A more technical illustration of the dependency between a predator like the wolf and other flora and fauna in its ecosystem. There are multiple predator/prey relationships in the graph and each one impacts the others.

And she realized these systems exist in technology companies too–the only difference is the names of the interconnected parts.

A technical illustration of the dependency between teams in an organization. Each team's work and behavior impact the other teams' work and behavior.

As she talked, I had the following flashback.

Initiate super wavy flashback effect!

Systems in Organizations

Years ago, I worked in an engineering team that managed a subset of my company’s core product. We attempted to optimize all aspects of our microservice but could never quite get the results we wanted.

Eventually we realized our microservice itself wasn’t the bottleneck. The places where our microservice interacted with other parts of the product were the bottleneck.

Weird intermittent errors? Happened when other teams deployed new builds that weren’t compatible with our existing build.

Query response times not going down? The function included a call to a microservice outside our control.

And ironically, our microservice was causing the same problems for other teams.

A man standing in front of a pin board, with red string connecting dozens of pieces of paper. The caption says "it's all connected".

There’s a joke about two fish swimming together. One fish says to the other “how’s the water today?” and the other replies “what the hell is water?” The joke is that we’re not always aware of our surroundings. We get so caught up in our routine, in our microcosm of focus, that we don’t know about “the big picture”, the holistic system we’re working within.

This is exactly what happened to my team: we didn’t know about the water we were swimming in. We didn’t know how our actions impacted others, and thus couldn’t change how our actions impacted others.

Not Knowing is a Risk

This was my path forward. When my boss gave me visibility into systems, I realized my previous lack of visibility had caused my rut. I had inadvertently proposed work that required systemic visibility without understanding what systemic visibility was or why it was important. Subsequently, my team didn’t buy into any of it.

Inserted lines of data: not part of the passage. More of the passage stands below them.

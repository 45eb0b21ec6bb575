//! Stack model and provider plugins.
//!
//! A [`Stack`] maps each [`Category`] to the name of the selected provider.
//! Providers are looked up in a [`ProviderRegistry`] by `(category, name)`
//! and instantiated fresh for every run.
//!
//! # Example
//!
//! ```
//! use antigravity::stack::{Category, ProviderRegistry, Stack};
//!
//! let registry = ProviderRegistry::with_defaults();
//! let stack = Stack::new()
//!     .with(Category::Storage, "PostgreSQL")
//!     .with(Category::Transformation, "dbt");
//!
//! for (category, name) in stack.selected() {
//!     assert!(registry.contains(category, name));
//! }
//! ```

#[macro_use]
pub mod id_enum_macro;

pub mod context;
pub mod ids;
pub mod provider;
pub mod providers;
pub mod registry;

pub use context::{ContextError, DataSource, ProjectContext, ServiceConnection};
pub use ids::{Capability, Category, ComponentId, DependencySpec, Stack};
pub use provider::{GenerationContext, NoOpProvider, Provider, ServiceScope};
pub use registry::{ProviderFactory, ProviderRegistry, RegistryError};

And I don’t blame them. Throughout my career, nobody told me or my teams about the water we were swimming in, the system that connected us to other teams and required TLC to ensure our company’s success. Existing sprint and roadmap planning processes were accepted as-is because “that’s the way things are” rather than because that’s the way we deliver maximum value to users.

Lack of discussion about the systems that make up our organizations is a business risk.

When a team doesn’t know how its work impacts other parts of the business, it’s far more likely to take actions that slow or prevent the company from achieving its goals. A platform team I worked in believed documenting our deployment processes was a waste of time. What they didn’t realize was the target audience for our platform struggled to use it due to poor documentation. Without this documentation, deployment velocity decreased, and key feature releases and bug fixes were delayed.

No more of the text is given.